GORDON has been behaving for weeks now like an excited small boy looking forward to a party which has assumed an exaggerated importance in his fevered mind. Most unwisely, the Prime Minister has invested such remaining credit as he commands in the ho
ped-for success of the G20 meeting in London on April 2. It is the last in a long train of illusions he has cultivated and this time his disappointment may be terminal.
If Gordon Brown were a Roman consul, the priests would be warning him that the pigeon's entrails were revealing auguries of appalling portent. The contemporary indicators are bad enough. The first prerequisite of Brown's planned reinvention at the G20 was to secure his special relationship with Barack Obama. By pleading, cajolery and calling in every favour the US owed Britain for Tony Blair's fawning collaboration, Brown's people were able to secure him a B List invitation to the White House that did him more harm than good.
Gordon may try to convince himself that the world now views him as Barack's key collaborator; but Nicolas Sarkozy and Angela Merkel will not be experiencing any jealousy when they converge on the new US president at the G20 meeting. It is a measure of the closeness of the Franco-German axis that the two governments have just held a joint cabinet meeting in Berlin. They are resolutely opposed to the G20 conference committing governments such as theirs to further stimulus spending.
This is one policy on which Obama and Brown are closer; but if Gordon imagined this was going to give him victory at the summit, that delusion was cruelly quashed last week when the White House announced it did not intend to seek a "specific commitment" on the economy. "We're not going to negotiate some specific economic percentage or commitment," said Robert Gibbs, Obama's spokesman. That dispelled any hope of Gordon's Global New Deal – though only a fantasist like Brown could have taken the possibility seriously.
With Gordon's fox shot, that pragmatic approach also lessens the likelihood of a collision between the US and the Franco-German alliance. Where Brown can salvage some common ground with the Sarkozy/Merkel bloc is in pressing for tighter global regulation of the financial sector. Yet in doing so he runs the risk of distancing himself further from Obama.
The messiah talked a good game while he was campaigning for the presidency about America opening itself to the world. That, however, does not extend to allowing the free-market interplay of Uncle Sam's financial sector to be crawled over by a bunch of foreigners. The same intrinsic isolationism that caused Dubya to keep America out of the International Criminal Court, in the juridical sphere, will ensure that globalised regulation of American citizens doing what they do best – making a fast buck – is not going to happen.

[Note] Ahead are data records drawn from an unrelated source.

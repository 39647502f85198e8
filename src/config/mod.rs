//! Configuration loading for a tutoring center.
//!
//! This module loads the grid layout, the student roster and the session
//! types from YAML files.
//!
//! # Example
//!
//! ```no_run
//! use grid_import_engine::config::ConfigLoader;
//!
//! let config = ConfigLoader::load("./config/center").unwrap();
//! println!("{} columns per slot", config.grid().capacity());
//! ```

mod loader;
mod types;

pub use loader::ConfigLoader;
pub use types::{GridConfig, RosterConfig, SLOTS_PER_POD, SessionTypesConfig};
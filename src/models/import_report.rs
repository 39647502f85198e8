//! Import report models.
//!
//! This module contains the [`ImportReport`] returned by every import run.
//! It records how many rows survived each stage, what was placed on each
//! target schedule, which cells failed to persist, and a warning for every
//! row or occupant that was dropped along the way.

use chrono::{DateTime, NaiveDate, Utc};
use serde::{Deserialize, Serialize};
use uuid::Uuid;

use super::assignment::{CellRecord, ColumnAssignment, OverflowEntry};

/// What kind of loss a warning describes.
#[derive(Debug, Clone, Copy, PartialEq, Eq, Hash, Serialize, Deserialize)]
#[serde(rename_all = "snake_case")]
pub enum WarningKind {
    /// The row had too few fields or an unreadable date.
    MalformedRow,
    /// No active student matched the row's name.
    UnknownStudent,
    /// No session type matched the row's alias.
    UnknownSessionType,
    /// The occupant's slot is not drawn on the grid.
    OffGrid,
    /// Every column of the slot was already taken.
    Overflow,
    /// The persistence collaborator rejected the cell.
    PersistFailed,
}

/// A non-fatal problem found during an import.
#[derive(Debug, Clone, PartialEq, Eq, Serialize, Deserialize)]
pub struct ImportWarning {
    /// The kind of loss.
    pub kind: WarningKind,
    /// Human-readable description.
    pub message: String,
    /// Source line, when the warning is about a file row.
    #[serde(skip_serializing_if = "Option::is_none")]
    pub line: Option<usize>,
    /// Structured details for programmatic handling.
    pub context: serde_json::Value,
}

impl ImportWarning {
    /// Creates a warning tied to a source line.
    pub fn for_line(
        kind: WarningKind,
        line: usize,
        message: impl Into<String>,
        context: serde_json::Value,
    ) -> Self {
        Self {
            kind,
            message: message.into(),
            line: Some(line),
            context,
        }
    }

    /// Creates a warning about a grid cell rather than a file row.
    pub fn for_grid(kind: WarningKind, message: impl Into<String>, context: serde_json::Value) -> Self {
        Self {
            kind,
            message: message.into(),
            line: None,
            context,
        }
    }
}

/// Row and cell counts for each stage of an import.
///
/// `rows_parsed == rows_resolved + dropped_for_lookup` always holds, and
/// resolved rows split into those matching a target date and
/// `dropped_for_date`. The occupant-level counts (`dropped_off_grid`,
/// `dropped_for_overflow`, `assignments`) count slot entries, not rows: a
/// two-slot session contributes two.
#[derive(Debug, Clone, Default, PartialEq, Eq, Serialize, Deserialize)]
pub struct ImportCounts {
    /// Rows read with all fields and a usable date.
    pub rows_parsed: usize,
    /// Rows discarded by the parser.
    pub rows_malformed: usize,
    /// Rows whose student and session type were both found.
    pub rows_resolved: usize,
    /// Rows dropped because a lookup failed.
    pub dropped_for_lookup: usize,
    /// Resolved rows whose date matched no target schedule.
    pub dropped_for_date: usize,
    /// Occupant entries outside the grid's slots.
    pub dropped_off_grid: usize,
    /// Occupant entries left out because their slot was full.
    pub dropped_for_overflow: usize,
    /// Column assignments emitted.
    pub assignments: usize,
    /// Cells the persistence collaborator stored.
    pub persisted: usize,
}

/// What one target schedule received.
#[derive(Debug, Clone, PartialEq, Eq, Serialize, Deserialize)]
pub struct TargetSummary {
    /// The schedule written to.
    pub schedule_id: i64,
    /// The date the schedule covers.
    pub date: NaiveDate,
    /// Resolved rows that fell on this date.
    pub rows_matched: usize,
    /// Assignments in slot order, then occupant order.
    pub assignments: Vec<ColumnAssignment>,
    /// Occupants that did not fit.
    pub overflow: Vec<OverflowEntry>,
    /// Cells stored for this schedule.
    pub persisted: usize,
}

/// A cell that could not be written.
#[derive(Debug, Clone, PartialEq, Eq, Serialize, Deserialize)]
pub struct CellFailure {
    /// The cell that was rejected.
    pub cell: CellRecord,
    /// The collaborator's error message.
    pub error: String,
}

/// The complete result of an import run.
#[derive(Debug, Clone, PartialEq, Eq, Serialize, Deserialize)]
pub struct ImportReport {
    /// Correlation identifier for this import.
    pub import_id: Uuid,
    /// When the import started.
    pub timestamp: DateTime<Utc>,
    /// The version of the engine that ran the import.
    pub engine_version: String,
    /// Stage counts.
    pub counts: ImportCounts,
    /// One summary per target schedule, in request order.
    pub targets: Vec<TargetSummary>,
    /// Cells that failed to persist, in issue order.
    pub failures: Vec<CellFailure>,
    /// Everything that was dropped, with the reason.
    pub warnings: Vec<ImportWarning>,
    /// Wall-clock duration of the run in microseconds.
    pub duration_us: u64,
}

impl ImportReport {
    /// Returns the first cell that failed to persist, if any.
    pub fn first_failure(&self) -> Option<&CellFailure> {
        self.failures.first()
    }

    /// Returns true when every emitted assignment was stored.
    pub fn is_success(&self) -> bool {
        self.failures.is_empty() && self.counts.persisted == self.counts.assignments
    }

    /// Returns the warnings of one kind.
    pub fn warnings_of(&self, kind: WarningKind) -> impl Iterator<Item = &ImportWarning> {
        self.warnings.iter().filter(move |w| w.kind == kind)
    }
}
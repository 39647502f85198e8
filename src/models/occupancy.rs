//! Per-slot occupancy of the schedule grid.

use std::collections::BTreeMap;

use chrono::NaiveTime;

use super::appointment::StudentId;

/// Maps each slot start time to the students present in that slot.
///
/// Slots iterate in chronological order. Each slot keeps its occupants in
/// first-seen order and never lists the same student twice.
#[derive(Debug, Clone, Default, PartialEq, Eq)]
pub struct Occupancy {
    slots: BTreeMap<NaiveTime, Vec<StudentId>>,
}

impl Occupancy {
    /// Creates an empty occupancy.
    pub fn new() -> Self {
        Self::default()
    }

    /// Adds a student to the slot starting at `time`.
    ///
    /// Returns `false` when the student was already an occupant there.
    pub fn add(&mut self, time: NaiveTime, student_id: StudentId) -> bool {
        let occupants = self.slots.entry(time).or_default();
        if occupants.contains(&student_id) {
            return false;
        }
        occupants.push(student_id);
        true
    }

    /// Returns the occupants of the slot starting at `time`.
    pub fn occupants(&self, time: NaiveTime) -> &[StudentId] {
        self.slots.get(&time).map(Vec::as_slice).unwrap_or(&[])
    }

    /// Iterates slots in ascending time order.
    pub fn iter(&self) -> impl Iterator<Item = (NaiveTime, &[StudentId])> {
        self.slots
            .iter()
            .map(|(time, occupants)| (*time, occupants.as_slice()))
    }

    /// Removes every slot whose time fails `keep`, returning what was removed.
    pub fn split_off_unless<F>(&mut self, mut keep: F) -> Vec<(NaiveTime, Vec<StudentId>)>
    where
        F: FnMut(NaiveTime) -> bool,
    {
        let dropped: Vec<NaiveTime> = self.slots.keys().copied().filter(|t| !keep(*t)).collect();
        dropped
            .into_iter()
            .filter_map(|time| self.slots.remove(&time).map(|occupants| (time, occupants)))
            .collect()
    }

    /// Number of slots with at least one occupant.
    pub fn slot_count(&self) -> usize {
        self.slots.len()
    }

    /// Total occupant entries across all slots.
    pub fn occupant_count(&self) -> usize {
        self.slots.values().map(Vec::len).sum()
    }

    /// Returns true when no slot has an occupant.
    pub fn is_empty(&self) -> bool {
        self.slots.is_empty()
    }
}
/// Computes every assignment an import would write.
///
/// The grid and the request are checked before any row is read. Parsing
/// and resolution run once; each target then gets its own occupancy and a
/// fresh column pass.
///
/// # Errors
///
/// - [`EngineError::InvalidGrid`] / [`EngineError::InvalidCapacity`] for a
///   degenerate grid
/// - [`EngineError::InvalidImport`] for no targets or a repeated date
/// - Any error from the [`LookupSource`]
pub fn plan_import(
    request: &ImportRequest,
    grid: &GridConfig,
    source: &dyn LookupSource,
    cache: &mut LookupCache,
) -> EngineResult<ImportPlan> {
    grid.validate()?;
    let capacity = grid.capacity();
    if capacity == 0 {
        return Err(EngineError::InvalidCapacity { capacity });
    }
    let slot_starts: HashSet<NaiveTime> = grid
        .time_slots()?
        .into_iter()
        .map(|slot| slot.start)
        .collect();
    request.validate()?;

    let mut plan = ImportPlan::default();

    let parsed = parse_appointment_rows(&request.content);
    plan.counts.rows_parsed = parsed.rows.len();
    plan.counts.rows_malformed = parsed.malformed.len();
    plan.warnings.extend(parsed.malformed);

    let resolution = resolve_appointments(&parsed.rows, source, cache)?;
    plan.counts.rows_resolved = resolution.resolved.len();
    plan.counts.dropped_for_lookup = resolution.unresolved.len();
    plan.warnings.extend(resolution.unresolved);

    let target_dates: HashSet<NaiveDate> = request.targets.iter().map(|t| t.date).collect();
    plan.counts.dropped_for_date = resolution
        .resolved
        .iter()
        .filter(|appointment| !target_dates.contains(&appointment.date))
        .count();

    for target in &request.targets {
        let mut occupancy =
            build_occupancy(&resolution.resolved, target.date, grid.interval_minutes)?;

        for (time, students) in occupancy
            .occupancy
            .split_off_unless(|time| slot_starts.contains(&time))
        {
            for student_id in students {
                warn!(
                    schedule_id = target.schedule_id,
                    time = %format_time_of_day(time),
                    student_id,
                    "Occupant outside the grid; dropped"
                );
                plan.counts.dropped_off_grid += 1;
                plan.warnings.push(ImportWarning::for_grid(
                    WarningKind::OffGrid,
                    format!(
                        "{} is not a slot on the grid; student {} was not placed",
                        format_time_of_day(time),
                        student_id
                    ),
                    json!({
                        "schedule_id": target.schedule_id,
                        "time": format_time_of_day(time),
                        "student_id": student_id,
                    }),
                ));
            }
        }

        let assigned = assign_columns(&occupancy.occupancy, capacity, grid.interval_minutes)?;
        plan.counts.dropped_for_overflow += assigned.overflow.len();
        plan.counts.assignments += assigned.assignments.len();
        plan.warnings.extend(
            assigned
                .overflow_warnings()
                .into_iter()
                .map(|warning| with_schedule(warning, target.schedule_id)),
        );

        let cells = assigned
            .assignments
            .iter()
            .map(|assignment| {
                CellRecord::from_assignment(
                    assignment,
                    request.center_id,
                    target.schedule_id,
                    grid.interval_minutes,
                )
            })
            .collect();

        plan.targets.push(TargetPlan {
            target: *target,
            rows_matched: occupancy.rows_matched,
            assignments: assigned.assignments,
            overflow: assigned.overflow,
            cells,
        });
    }

    Ok(plan)
}

/// Runs an import end to end and persists the result.
///
/// All cells go to the persister in one [`CellPersister::insert_batch`]
/// call. Cells that fail to write are listed in
/// [`ImportReport::failures`]; they do not turn the run into an error.
///
/// # Example
///
/// ```
/// use chrono::{NaiveDate, NaiveTime};
/// use grid_import_engine::config::GridConfig;
/// use grid_import_engine::engine::{ImportRequest, LookupCache, LookupSource, run_import};
/// use grid_import_engine::error::EngineResult;
/// use grid_import_engine::models::{SessionType, StudentRecord};
/// use grid_import_engine::persistence::MemoryPersister;
///
/// struct Tables;
///
/// impl LookupSource for Tables {
///     fn students(&self) -> EngineResult<Vec<StudentRecord>> {
///         Ok(vec![StudentRecord {
///             id: 1,
///             first_name: "Ann".to_string(),
///             last_name: "Lee".to_string(),
///             active: true,
///         }])
///     }
///
///     fn session_types(&self) -> EngineResult<Vec<SessionType>> {
///         Ok(vec![SessionType {
///             id: 1,
///             name: "Standard".to_string(),
///             alias: "typeA".to_string(),
///             duration_minutes: 30,
///         }])
///     }
/// }
///
/// # tokio::runtime::Runtime::new().unwrap().block_on(async {
/// let grid = GridConfig {
///     num_pods: 1,
///     interval_minutes: 30,
///     window_start: NaiveTime::from_hms_opt(15, 0, 0).unwrap(),
///     window_end: NaiveTime::from_hms_opt(16, 0, 0).unwrap(),
/// };
/// let request = ImportRequest::for_day(
///     1,
///     10,
///     NaiveDate::from_ymd_opt(2026, 3, 2).unwrap(),
///     "date,student,type\n2026-03-02 15:00,Ann Lee,typeA\n",
/// );
/// let persister = MemoryPersister::new();
///
/// let report = run_import(&request, &grid, &Tables, &mut LookupCache::new(), &persister)
///     .await
///     .unwrap();
///
/// assert!(report.is_success());
/// assert_eq!(report.counts.persisted, 1);
/// # });
/// ```
pub async fn run_import(
    request: &ImportRequest,
    grid: &GridConfig,
    source: &dyn LookupSource,
    cache: &mut LookupCache,
    persister: &dyn CellPersister,
) -> EngineResult<ImportReport> {
    let import_id = Uuid::new_v4();
    let timestamp = Utc::now();
    let start_time = Instant::now();

    info!(
        import_id = %import_id,
        center_id = request.center_id,
        targets = request.targets.len(),
        "Starting import"
    );

    let plan = plan_import(request, grid, source, cache).inspect_err(|err| {
        warn!(import_id = %import_id, error = %err, "Import rejected");
    })?;

    let cells = plan.cells();
    let ImportPlan {
        mut counts,
        targets,
        mut warnings,
    } = plan;

    let mut results = persister.insert_batch(&cells).await.into_iter();

    let mut failures = Vec::new();
    let mut summaries = Vec::with_capacity(targets.len());

    for target in targets {
        let mut persisted = 0;

        for cell in target.cells {
            let outcome = results.next().unwrap_or_else(|| {
                Err(EngineError::Persistence {
                    message: "no result returned for cell".to_string(),
                })
            });

            match outcome {
                Ok(_) => persisted += 1,
                Err(err) => {
                    warn!(
                        import_id = %import_id,
                        schedule_id = cell.schedule_id,
                        student_id = cell.student_id,
                        time = %format_time_of_day(cell.time_start),
                        error = %err,
                        "Cell insert failed"
                    );
                    warnings.push(ImportWarning::for_grid(
                        WarningKind::PersistFailed,
                        format!(
                            "Cell for student {} at {} was not stored",
                            cell.student_id,
                            format_time_of_day(cell.time_start)
                        ),
                        json!({
                            "schedule_id": cell.schedule_id,
                            "time": format_time_of_day(cell.time_start),
                            "student_id": cell.student_id,
                            "column_number": cell.column_number,
                        }),
                    ));
                    failures.push(CellFailure {
                        cell,
                        error: err.to_string(),
                    });
                }
            }
        }

        counts.persisted += persisted;
        summaries.push(TargetSummary {
            schedule_id: target.target.schedule_id,
            date: target.target.date,
            rows_matched: target.rows_matched,
            assignments: target.assignments,
            overflow: target.overflow,
            persisted,
        });
    }

    let duration_us = start_time.elapsed().as_micros() as u64;

    info!(
        import_id = %import_id,
        rows_parsed = counts.rows_parsed,
        rows_resolved = counts.rows_resolved,
        assignments = counts.assignments,
        persisted = counts.persisted,
        failures = failures.len(),
        duration_us,
        "Import finished"
    );

    Ok(ImportReport {
        import_id,
        timestamp,
        engine_version: env!("CARGO_PKG_VERSION").to_string(),
        counts,
        targets: summaries,
        failures,
        warnings,
        duration_us,
    })
}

If Gordon presses for it, he will only add a second cause of resentment to his faux pas in presenting Obama with a seven-volume biography of the President's most-hated bogeyman, Winston Churchill.
So, what can the G20 summit achieve? Nothing, so far as improving our economic situation is concerned. After all, that is not its purpose. Its purpose is to look purposeful and, in doing so, to improve the credibility and poll ratings of participants among their respective electorates. The Japanese view everybody with suspicion. The Chinese are smarting from America's strictures anent their overvalued currency and the consequent 17.5% slump in their exports.
America is hopping around on one foot trying to pull its socks on, since its Treasury team is still non-existent apart from Tim Geithner at the top. It was revealed last week the US Treasury is not even answering its telephones, so great is the disarray caused by the transition. The British team is composed of Gordon's trusties: Baroness Vadera, of "Grannies will lose their blouses" notoriety during the backdoor nationalisation of Railtrack, is in charge.
If Gordon hopes to make his mark at the G20's £50m knees-up as saviour of the world, he is sadly deluded. There is only one saviour, as Barack Obama will make clear even as he goes through the motions of thanking Gordon the Baptist for his warm-up act.
The necessary remedy for the oncoming depression is tax cuts on a scale the blinkered Keynesian clones at the G20 would never contemplate, even if they balk at the scale of Gordon's coin clipping. This event will be a charade designed for peak time television audiences and will not help us in any way to escape the financial crisis. It will also be a further nail in Gordon Brown's political coffin.